CXCR3 protein level significantly increased in osteoarthritis patients (2.66 ± 0.25 vs. 1.00 ± 0.05, p<0.05). CXCR3 siRNA significantly reduced nitrate level in chondrocytes induced by IL-β (35.22 ± 1.76 vs. 17.82 ± 0.89, p<0.05) without affecting cell apoptosis (1.13 ± 0.05 vs. 0.859 ± 0.04, p>0.05). CXCR3 siRNA markedly downregulated nitrate level in chondrocytes (50.63 ± 2.53 vs. 30.63 ± 1.63, p<0.05) and alleviated cell apoptosis induced by SNP (1.98 ± 0.10 vs. 1.25 ± 0.06, p<0.05). UPR pathway C/EBP homology protein (CHOP) and glucose regulated protein 78 (GRP78) participated in the process of chondrocyte apoptosis.

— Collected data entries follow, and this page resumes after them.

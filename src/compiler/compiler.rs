use colored::*;
use thiserror::Error;

use super::scanner::{Scanner, ScannerError};
use super::token::{Token, TokenKind};
use crate::debug::{self, LOG_COMPILED_CODE, LOG_COMPILER};
use crate::memory::{Function, Gc, Object, GC};
use crate::vm::{instruction::OpCode, value::Value};

#[derive(Debug, Clone, Error)]
pub enum CompileError {
    #[error("Number of compiler errors: {}", .0.len())]
    Default(Vec<CompileError>),

    #[error("Error scanning source: {}", .0)]
    ScannerError(#[from] ScannerError),

    #[error("Error parsing number: {}", .0)]
    ParseFloatError(#[from] std::num::ParseFloatError),

    #[error("Could not find token while parsing (should not happen)")]
    TokenNotFound,

    #[error("Parse rule could not be found (should not happen)")]
    ParseRuleNotFound,

    #[error("{}", .message)]
    ParseError { message: &'static str },

    #[error("Expect expression.")]
    ExpectedExpression,

    #[error("Invalid assignment target.")]
    InvalidAssignment,

    #[error("Too many local variables in function.")]
    LocalCount,

    #[error("Too many constants in one chunk.")]
    ConstantCount,

    #[error("Too many closure variables in function.")]
    UpvalueCount,

    #[error("Too much code to jump over.")]
    InvalidJump,

    #[error("Loop body too large.")]
    LoopTooLarge,

    #[error("Already a variable named '{}' in this scope.", .0)]
    VariableAlreadyDeclared(String),

    #[error("Cannot read local variable in its own initializer.")]
    LocalInitializer,

    #[error("Can't have more than 255 parameters.")]
    TooManyParameters,

    #[error("Can't have more than 255 arguments.")]
    TooManyArguments,

    #[error("Cannot return from top-level code.")]
    ReturnFromScript,

    #[error("Cannot return a value from an initializer.")]
    ReturnFromInitializer,

    #[error("Cannot use 'this' outside of a class.")]
    ThisOutsideClass,

    #[error("Cannot use 'super' outside of a class.")]
    SuperOutsideClass,

    #[error("Cannot use 'super' in a class with no superclass.")]
    SuperWithoutSuperclass,

    #[error("A class cannot inherit from itself.")]
    InheritFromSelf,

    // Used internally in consume to provide error messages to the user.
    #[error("Internal error")]
    InternalError,
}

type Result<T> = std::result::Result<T, CompileError>;

/// Sentinel depth of a local that has been declared but not yet defined,
/// so `var a = a;` can be diagnosed.
const UNINITIALIZED: i64 = -1;

#[derive(Debug)]
struct Local {
    name: Token,

    // The level of nesting for this local, 0 is the function's own scope and
    // it moves upwards.
    depth: i64,

    // Set when a closure captures this local, so leaving the scope hoists
    // the value into the upvalue instead of dropping it.
    is_captured: bool,
}

impl Local {
    fn new(name: Token, depth: i64) -> Self {
        Self {
            name,
            depth,
            is_captured: false,
        }
    }
}

#[derive(Debug)]
struct Upvalue {
    index: u8,
    is_local: bool,
}

impl Upvalue {
    fn new(index: u8, is_local: bool) -> Self {
        Self { index, is_local }
    }
}

#[derive(Debug, Copy, Clone, PartialEq)]
pub enum FunctionKind {
    Script,
    Function,
    Method,

    /// A method named `init`: implicitly returns the receiver, and explicit
    /// `return <expr>;` is rejected.
    Initializer,
}

/// Per-class compilation state. The stack of these mirrors nested class
/// declarations and gates `this`/`super`.
#[derive(Debug)]
struct ClassState {
    has_superclass: bool,
}

/// Everything needed while one function body is being emitted. These live on
/// a stack inside the GC (not the Compiler) so that a collection triggered
/// mid-compile can reach the half-built functions and their constants.
#[derive(Debug)]
pub struct FunctionState {
    pub function: Function,
    function_kind: FunctionKind,
    locals: Vec<Local>,
    scope_depth: i64,
    upvalues: Vec<Upvalue>,
}
impl ForestTrainer {
    pub fn new(profile: GridProfile, cv_folds: usize, seed: u64) -> Self {
        Self {
            profile,
            cv_folds,
            seed,
        }
    }

    fn build(candidate: &Candidate, seed: u64) -> Result<RandomForestClassifier> {
        Ok(
            RandomForestClassifier::new(require_usize(candidate, "n_estimators")?)
                .with_max_depth(optional_usize(candidate, "max_depth")?)
                .with_min_samples_split(require_usize(candidate, "min_samples_split")?)
                .with_min_samples_leaf(require_usize(candidate, "min_samples_leaf")?)
                .with_seed(seed),
        )
    }
}

impl Trainer for ForestTrainer {
    fn family(&self) -> ModelFamily {
        ModelFamily::RandomForest
    }

    fn param_grid(&self) -> ParamGrid {
        let depth_axis = |depths: &[i64]| {
            let mut values: Vec<ParamValue> = depths.iter().map(|&d| ParamValue::Int(d)).collect();
            values.push(ParamValue::Unset);
            values
        };
        match self.profile {
            GridProfile::Full => ParamGrid::new()
                .ints("n_estimators", &[50, 100, 200])
                .axis("max_depth", depth_axis(&[5, 10, 15]))
                .ints("min_samples_split", &[2, 5, 10])
                .ints("min_samples_leaf", &[1, 2, 4]),
            GridProfile::Quick => ParamGrid::new()
                .ints("n_estimators", &[25])
                .axis("max_depth", depth_axis(&[5]))
                .ints("min_samples_split", &[2])
                .ints("min_samples_leaf", &[1]),
        }
    }

    fn fit(&self, x: &Array2<f64>, y: &Array1<f64>) -> Result<TrainerOutcome> {
        let grid = self.param_grid();
        let seed = self.seed;
        let (best_params, cv_accuracy) = grid_search(
            self.family(),
            &grid,
            x,
            y,
            self.cv_folds,
            self.seed,
            |candidate, x_train, y_train, x_val, y_val| {
                let mut model = Self::build(candidate, seed)?;
                model.fit(x_train, y_train)?;
                Ok(accuracy_score(y_val, &model.predict(x_val)?))
            },
        )?;

        let mut model = Self::build(&best_params, self.seed)?;
        model.fit(x, y)?;
        info!(
            family = %self.family(),
            cv_accuracy = format!("{:.4}", cv_accuracy),
            params = %grid::describe(&best_params),
            "grid search complete"
        );
        Ok(TrainerOutcome {
            model: FittedModel::Forest(model),
            best_params,
            cv_accuracy,
        })
    }
}
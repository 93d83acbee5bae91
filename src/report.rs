//! Console rendering of a finished training run.

use crate::pipeline::TrainingReport;
use colored::*;

pub(crate) fn dim(s: &str) -> ColoredString {
    s.truecolor(100, 100, 100)
}

pub(crate) fn muted(s: &str) -> ColoredString {
    s.truecolor(140, 140, 140)
}

pub(crate) fn ok(s: &str) -> ColoredString {
    s.truecolor(100, 210, 120)
}

pub(crate) fn section(title: &str) {
    println!();
    println!("  {}", title.white().bold());
    println!("  {}", dim(&"─".repeat(56)));
}

/// Print the full run summary: class coverage, the family comparison table,
/// the winner, its strongest features and the accuracy target check.
pub fn print_report(report: &TrainingReport) {
    section("Class distribution");
    for (category, count) in &report.class_counts {
        println!("  {:<20} {:>6}", muted(category.as_str()), count);
    }
    if !report.dropped_classes.is_empty() {
        let dropped: Vec<String> = report
            .dropped_classes
            .iter()
            .map(|(category, count)| format!("{} ({})", category.as_str(), count))
            .collect();
        println!("  {}", dim(&format!("dropped: {}", dropped.join(", "))));
    }
    println!(
        "  {}",
        dim(&format!(
            "{} training rows, {} held out",
            report.n_train, report.n_test
        ))
    );

    section("Model comparison");
    println!(
        "  {:<2}{:<22} {:>10} {:>10} {:>10} {:>10}",
        "",
        muted("Model"),
        muted("Accuracy"),
        muted("F1"),
        muted("AUC"),
        muted("CV acc")
    );
    println!("  {}", dim(&"─".repeat(68)));
    for (i, result) in report.results.iter().enumerate() {
        let name = result.outcome.model.family().as_str();
        let row = format!(
            "{:<22} {:>10.4} {:>10.4} {:>10.4} {:>10.4}",
            name,
            result.metrics.accuracy,
            result.metrics.f1,
            result.metrics.auc,
            result.outcome.cv_accuracy
        );
        if i == report.winner_index {
            println!("  {} {}", ok("▸"), row.white().bold());
        } else {
            println!("    {row}");
        }
    }

    let winner = report.winner();
    section("Winner");
    println!(
        "  {} {} {}",
        ok("✓"),
        report.model_type.white().bold(),
        dim(&format!("version {}", report.version))
    );
    println!(
        "  {:<12} {}",
        muted("Accuracy"),
        format!("{:.4}", winner.metrics.accuracy).white().bold()
    );
    println!(
        "  {:<12} {}",
        muted("Artifact"),
        report.artifact_path.display()
    );
    if report.registry_recorded {
        println!("  {:<12} {}", muted("Registry"), "recorded".white());
    } else {
        println!(
            "  {:<12} {}",
            muted("Registry"),
            "write failed, artifact still valid".yellow()
        );
    }

    if !report.top_features.is_empty() {
        section("Top features");
        for (name, weight) in &report.top_features {
            println!("  {:<24} {:>8.4}", name, weight);
        }
    }

    println!();
    if report.target_cleared {
        println!(
            "  {} accuracy {:.4} clears the {:.2} target",
            ok("✓"),
            winner.metrics.accuracy,
            report.target_accuracy
        );
    } else {
        println!(
            "  {} accuracy {:.4} is below the {:.2} target",
            "!".yellow(),
            winner.metrics.accuracy,
            report.target_accuracy
        );
        println!("  {}", muted("consider:"));
        println!("    {} collect more verified encounters", dim("-"));
        println!("    {} engineer more informative features", dim("-"));
        println!("    {} widen the hyperparameter grids", dim("-"));
    }
    println!();
}
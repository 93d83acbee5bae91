//! Self-contained model bundle: everything serving needs in one JSON file.

use crate::error::{CliniqError, Result};
use crate::evaluation::ModelMetrics;
use crate::features::{LabelEncoder, StandardScaler, FEATURE_NAMES};
use crate::training::FittedModel;
use chrono::Utc;
use serde::{Deserialize, Serialize};
use std::fs;
use std::path::{Path, PathBuf};
use tracing::info;

/// A trained model together with its preprocessing state and metrics.
///
/// The scaler and label encoder are bundled so serving applies exactly the
/// transforms the model was trained with.
#[derive(Debug, Clone, Serialize, Deserialize)]
pub struct ModelArtifact {
    pub model: FittedModel,
    pub scaler: StandardScaler,
    pub label_encoder: LabelEncoder,
    pub feature_names: Vec<String>,
    pub model_type: String,
    /// Timestamp version, e.g. `v20260824_153000`.
    pub version: String,
    pub metrics: ModelMetrics,
    pub trained_at: String,
}

impl ModelArtifact {
    pub fn new(
        model: FittedModel,
        scaler: StandardScaler,
        label_encoder: LabelEncoder,
        feature_names: Vec<String>,
        metrics: ModelMetrics,
    ) -> Self {
        let now = Utc::now();
        let model_type = model.family().as_str().to_string();
        Self {
            model,
            scaler,
            label_encoder,
            feature_names,
            model_type,
            version: format!("v{}", now.format("%Y%m%d_%H%M%S")),
            metrics,
            trained_at: now.to_rfc3339(),
        }
    }

    pub fn file_name(&self) -> String {
        format!("{}_{}.json", self.model_type, self.version)
    }

    /// Write the bundle under `dir`, creating it if needed. Returns the full
    /// artifact path.
    pub fn save(&self, dir: &Path) -> Result<PathBuf> {
        fs::create_dir_all(dir)?;
        let path = dir.join(self.file_name());
        let json = serde_json::to_string_pretty(self)?;
        fs::write(&path, json)?;
        info!(path = %path.display(), version = %self.version, "model artifact saved");
        Ok(path)
    }

    /// Read a bundle back and verify its feature contract still matches the
    /// featurizer this binary was built with.
    pub fn load(path: &Path) -> Result<Self> {
        let contents = fs::read_to_string(path)?;
        let artifact: Self = serde_json::from_str(&contents)?;
        artifact.check_feature_contract()?;
        Ok(artifact)
    }

    fn check_feature_contract(&self) -> Result<()> {
        let matches = self.feature_names.len() == FEATURE_NAMES.len()
            && self
                .feature_names
                .iter()
                .zip(FEATURE_NAMES.iter())
                .all(|(stored, current)| stored == current);
        if !matches {
            return Err(CliniqError::FeatureMismatch(format!(
                "artifact was trained on {} feature(s) that do not match this build's {}-column contract",
                self.feature_names.len(),
                FEATURE_NAMES.len()
            )));
        }
        Ok(())
    }
}

#[cfg(test)]
mod tests {
    use super::*;
    use crate::config::GridProfile;
    use crate::evaluation::evaluate;
    use crate::training::{LinearTrainer, Trainer};
    use ndarray::{Array1, Array2};
    use tempfile::tempdir;

    fn fitted_artifact() -> ModelArtifact {
        let x = Array2::from_shape_fn((30, 2), |(i, j)| {
            let offset = if i % 2 == 0 { 0.0 } else { 5.0 };
            offset + (i / 2) as f64 * 0.1 + j as f64 * 0.01
        });
        let y = Array1::from_shape_fn(30, |i| (i % 2) as f64);

        let mut scaler = StandardScaler::new();
        let x_scaled = scaler.fit_transform(&x).unwrap();
        let labels: Vec<&str> = (0..30)
            .map(|i| if i % 2 == 0 { "infection" } else { "other" })
            .collect();
        let mut encoder = LabelEncoder::new();
        encoder.fit(&labels).unwrap();

        let outcome = LinearTrainer::new(GridProfile::Quick, 3, 42)
            .fit(&x_scaled, &y)
            .unwrap();
        let metrics = evaluate(&outcome.model, &x_scaled, &y).unwrap();
        ModelArtifact::new(
            outcome.model,
            scaler,
            encoder,
            FEATURE_NAMES.iter().map(|s| s.to_string()).collect(),
            metrics,
        )
    }

    #[test]
    fn test_version_format() {
        let artifact = fitted_artifact();
        assert!(artifact.version.starts_with('v'));
        assert_eq!(artifact.version.len(), "v20260824_153000".len());
        assert_eq!(artifact.model_type, "logistic_regression");
        assert_eq!(
            artifact.file_name(),
            format!("logistic_regression_{}.json", artifact.version)
        );
    }

    #[test]
    fn test_save_then_load_round_trip() {
        let dir = tempdir().unwrap();
        let artifact = fitted_artifact();
        let path = artifact.save(dir.path()).unwrap();
        assert!(path.exists());

        let loaded = ModelArtifact::load(&path).unwrap();
        assert_eq!(loaded.version, artifact.version);
        assert_eq!(loaded.model_type, artifact.model_type);
        assert_eq!(loaded.label_encoder.classes(), artifact.label_encoder.classes());
        assert!((loaded.metrics.accuracy - artifact.metrics.accuracy).abs() < 1e-12);
    }

    #[test]
    fn test_load_rejects_stale_feature_contract() {
        let dir = tempdir().unwrap();
        let mut artifact = fitted_artifact();
        artifact.feature_names.truncate(5);
        let path = artifact.save(dir.path()).unwrap();
        assert!(matches!(
            ModelArtifact::load(&path),
            Err(CliniqError::FeatureMismatch(_))
        ));
    }
}
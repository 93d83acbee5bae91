//! Integration test: full training runs (fetch → featurize → train → register)

use cliniq::config::{GridProfile, PipelineConfig};
use cliniq::data::{CsvEncounterSource, EncounterRecord, VecSource};
use cliniq::error::CliniqError;
use cliniq::features::FEATURE_NAMES;
use cliniq::persistence::{JsonlRegistry, ModelArtifact, RegistryRecord, RegistrySink};
use cliniq::pipeline::TrainingPipeline;
use ndarray::Array2;
use std::path::Path;

// ============================================================================
// Synthetic encounter batches
// ============================================================================

fn base(diagnosis: &str) -> EncounterRecord {
    EncounterRecord {
        doctor_diagnosis: diagnosis.to_string(),
        ..Default::default()
    }
}

fn hypertension_case(i: usize) -> EncounterRecord {
    let drift = (i % 10) as f64;
    EncounterRecord {
        // Occasional gaps exercise median imputation on the production path.
        age: if i % 7 == 3 { None } else { Some(55.0 + drift) },
        gender: Some((i % 2) as i32),
        systolic_bp: Some(150.0 + drift),
        diastolic_bp: Some(94.0 + drift * 0.5),
        heart_rate: Some(74.0 + drift * 0.3),
        temperature: Some(36.5),
        blood_sugar: Some(5.1 + drift * 0.05),
        bmi: Some(26.0 + drift * 0.2),
        symptom_keywords: Some("headache and dizziness".to_string()),
        symptom_severity: Some(6.0),
        has_hypertension: Some(true),
        smoking_status: Some((i % 3) as i32),
        ..base("essential hypertension")
    }
}

fn diabetes_case(i: usize) -> EncounterRecord {
    let drift = (i % 10) as f64;
    EncounterRecord {
        age: Some(48.0 + drift),
        gender: Some(((i + 1) % 2) as i32),
        systolic_bp: Some(118.0 + drift * 0.5),
        diastolic_bp: Some(76.0),
        heart_rate: Some(70.0 + drift * 0.2),
        temperature: Some(36.6),
        blood_sugar: Some(10.5 + drift * 0.2),
        bmi: if i % 5 == 2 { None } else { Some(24.3 + drift * 0.3) },
        symptom_severity: Some(4.0),
        has_diabetes: Some(true),
        ..base("type 2 diabetes")
    }
}

fn digestive_case(i: usize) -> EncounterRecord {
    let drift = (i % 10) as f64;
    EncounterRecord {
        age: Some(33.0 + drift),
        gender: Some((i % 2) as i32),
        systolic_bp: Some(112.0 + drift * 0.4),
        diastolic_bp: Some(71.0),
        heart_rate: Some(82.0 + drift * 0.5),
        temperature: Some(37.5 + drift * 0.05),
        blood_sugar: Some(4.9),
        bmi: Some(22.0 + drift * 0.2),
        symptom_keywords: Some("abdominal pain and nausea".to_string()),
        symptom_severity: Some(5.0),
        ..base("acute gastritis")
    }
}

fn balanced_batch(per_class: usize) -> Vec<EncounterRecord> {
    let mut records = Vec::with_capacity(per_class * 3);
    for i in 0..per_class {
        records.push(hypertension_case(i));
        records.push(diabetes_case(i));
        records.push(digestive_case(i));
    }
    records
}

fn quick_config(dir: &Path) -> PipelineConfig {
    PipelineConfig::default()
        .with_grid_profile(GridProfile::Quick)
        .with_cv_folds(3)
        .with_artifacts_dir(dir)
}

// ============================================================================
// End-to-end run
// ============================================================================

#[test]
fn test_healthy_batch_trains_and_registers() {
    let dir = tempfile::tempdir().unwrap();
    let registry = JsonlRegistry::new(dir.path().join("registry.jsonl"));
    let source = VecSource::new(balanced_batch(20));

    let pipeline = TrainingPipeline::new(quick_config(dir.path())).unwrap();
    let report = pipeline.run(&source, &registry).unwrap();

    // All three families trained, in the fixed evaluation order.
    let families: Vec<String> = report
        .results
        .iter()
        .map(|r| r.outcome.model.family().to_string())
        .collect();
    assert_eq!(
        families,
        vec!["logistic_regression", "random_forest", "gradient_boosting"]
    );
    for result in &report.results {
        assert!((0.0..=1.0).contains(&result.metrics.accuracy));
        assert!((0.0..=1.0).contains(&result.metrics.f1));
        assert!(result.outcome.cv_accuracy > 0.0);
    }

    // The winner is the family the report points at.
    let winner = report.winner();
    assert_eq!(winner.outcome.model.family().as_str(), report.model_type);

    // One artifact file on disk, one registry row describing it.
    assert!(report.artifact_path.exists());
    assert!(report.registry_recorded);
    let rows = registry.records().unwrap();
    assert_eq!(rows.len(), 1);
    assert_eq!(rows[0].model_name, "medical_diagnosis_ai");
    assert_eq!(rows[0].model_type, report.model_type);
    assert_eq!(rows[0].accuracy, winner.metrics.accuracy);
    assert_eq!(rows[0].version, report.version);

    // Version stamp: "v" + YYYYMMDD + "_" + HHMMSS.
    assert_eq!(report.version.len(), 16);
    assert!(report.version.starts_with('v'));
    assert_eq!(report.version.as_bytes()[9], b'_');

    // Batch accounting.
    assert_eq!(report.class_counts.len(), 3);
    assert!(report.dropped_classes.is_empty());
    assert_eq!(report.n_train + report.n_test, 60);
    assert_eq!(report.n_test, 12);
}

#[test]
fn test_saved_artifact_predicts_after_reload() {
    let dir = tempfile::tempdir().unwrap();
    let registry = JsonlRegistry::new(dir.path().join("registry.jsonl"));
    let source = VecSource::new(balanced_batch(20));

    let pipeline = TrainingPipeline::new(quick_config(dir.path())).unwrap();
    let report = pipeline.run(&source, &registry).unwrap();

    let artifact = ModelArtifact::load(&report.artifact_path).unwrap();
    assert_eq!(artifact.feature_names, FEATURE_NAMES.to_vec());
    assert_eq!(artifact.model_type, report.model_type);

    // An archetypal hypertension row, in FEATURE_NAMES order.
    let raw = Array2::from_shape_vec(
        (1, 22),
        vec![
            62.0, 1.0, 152.0, 95.0, 76.0, 36.5, 5.2, 26.4, 6.0, 1.0, 0.0, 0.0, 1.0, 0.0, 1.0,
            0.0, 0.0, 0.0, 0.0, 57.0, 114.0, 3.0,
        ],
    )
    .unwrap();
    let scaled = artifact.scaler.transform(&raw).unwrap();
    let pred = artifact.model.predict(&scaled).unwrap();
    let labels = artifact.label_encoder.inverse_transform(&pred).unwrap();
    assert_eq!(labels, vec!["hypertension".to_string()]);
}

#[test]
fn test_same_seed_same_winner() {
    let batch = balanced_batch(20);

    let run = |seed: u64| {
        let dir = tempfile::tempdir().unwrap();
        let registry = JsonlRegistry::new(dir.path().join("registry.jsonl"));
        let source = VecSource::new(batch.clone());
        let pipeline = TrainingPipeline::new(quick_config(dir.path()).with_seed(seed)).unwrap();
        let report = pipeline.run(&source, &registry).unwrap();
        (
            report.model_type.clone(),
            report.winner().outcome.cv_accuracy,
            report.winner().metrics.accuracy,
        )
    };

    let first = run(42);
    let second = run(42);
    assert_eq!(first, second);
}

// ============================================================================
// Registry failure stays non-fatal
// ============================================================================

struct FailingSink;

impl RegistrySink for FailingSink {
    fn record(&self, _record: &RegistryRecord) -> cliniq::Result<()> {
        Err(CliniqError::RegistryWrite("sink closed".to_string()))
    }
}

#[test]
fn test_registry_failure_keeps_artifact() {
    let dir = tempfile::tempdir().unwrap();
    let source = VecSource::new(balanced_batch(20));

    let pipeline = TrainingPipeline::new(quick_config(dir.path())).unwrap();
    let report = pipeline.run(&source, &FailingSink).unwrap();

    assert!(!report.registry_recorded);
    assert!(report.artifact_path.exists());
    assert!(ModelArtifact::load(&report.artifact_path).is_ok());
}

// ============================================================================
// CSV export as the batch source
// ============================================================================

fn csv_batch() -> String {
    let mut out = String::from(
        "age,systolic_bp,diastolic_bp,heart_rate,temperature,blood_sugar,bmi,\
         symptom_keywords,symptom_severity,has_hypertension,has_diabetes,\
         doctor_diagnosis,is_verified,data_quality",
    );
    for i in 0..20 {
        let d = (i % 10) as f64;
        out.push_str(&format!(
            "\n{},{},{},74,36.5,5.2,26.1,headache and dizziness,6,1,0,essential hypertension,1,1",
            55.0 + d,
            150.0 + d,
            94.0 + d * 0.5,
        ));
        out.push_str(&format!(
            "\n{},118,76,70,36.6,{},24.3,,4,0,1,type 2 diabetes,1,1",
            48.0 + d,
            10.5 + d * 0.2,
        ));
        out.push_str(&format!(
            "\n{},112,71,82,{},4.9,22.0,abdominal pain and nausea,5,0,0,acute gastritis,1,2",
            33.0 + d,
            37.5 + d * 0.05,
        ));
    }
    out
}

#[test]
fn test_csv_export_end_to_end() {
    let dir = tempfile::tempdir().unwrap();
    let csv_path = dir.path().join("encounters.csv");
    std::fs::write(&csv_path, csv_batch()).unwrap();

    let source = CsvEncounterSource::new(&csv_path);
    let registry = JsonlRegistry::new(dir.path().join("registry.jsonl"));
    let pipeline = TrainingPipeline::new(quick_config(dir.path())).unwrap();

    let report = pipeline.run(&source, &registry).unwrap();
    assert_eq!(report.results.len(), 3);
    assert_eq!(report.class_counts.len(), 3);
    assert!(report.artifact_path.exists());
    assert_eq!(registry.records().unwrap().len(), 1);
}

Endoplasmic reticulum (ER) stress signaling pathway CHOP and GRP78 are involved in CXCR3 receptor attenuating chondrocyte apoptosis induced by SNP.
骨关节炎作为一种常见的关节疾病,近年来呈上升趋势。C-X-C 基序趋化因子受体 3(CXCR3)是一种趋化因子,具有募集炎症细胞的特征。其在骨关节炎中的作用尚不清楚。本研究旨在通过影响未折叠蛋白反应(UPR)途径探讨 CXCR3 在软骨损伤中的作用。
从骨关节炎患者中获取样本,通过实时聚合酶链反应(PCR)检测 CXCR3 表达。体外使用白细胞介素 1β(IL-1β)和亚硝基铁氰化钠(SNP)诱导软骨细胞凋亡模型。使用 siRNA 下调 CXCR3 水平。采用末端转移酶介导的脱氧尿苷三磷酸生物素缺口末端标记(TUNEL)法检测细胞凋亡。Western blot 检测 UPR 途径相关因子 C/EBP 同源蛋白(CHOP)和葡萄糖调节蛋白 78(GRP78)的蛋白表达。
骨关节炎患者 CXCR3 蛋白水平显著升高(2.66±0.25 比 1.00±0.05,p<0.05)。CXCR3 siRNA 可显著降低 IL-β诱导的软骨细胞中硝酸盐水平(35.22±1.76 比 17.82±0.89,p<0.05),而不影响细胞凋亡(1.13±0.05 比 0.859±0.04,p>0.05)。CXCR3 siRNA 可显著降低软骨细胞中硝酸盐水平(50.63±2.53 比 30.63±1.63,p<0.05),减轻 SNP 诱导的细胞凋亡(1.98±0.10 比 1.25±0.06,p<0.05)。UPR 途径 C/EBP 同源蛋白(CHOP)和葡萄糖调节蛋白 78(GRP78)参与了软骨细胞凋亡过程。
内质网(ER)应激信号通路 CHOP 和 GRP78 参与了 CXCR3 受体减轻 SNP 诱导的软骨细胞凋亡。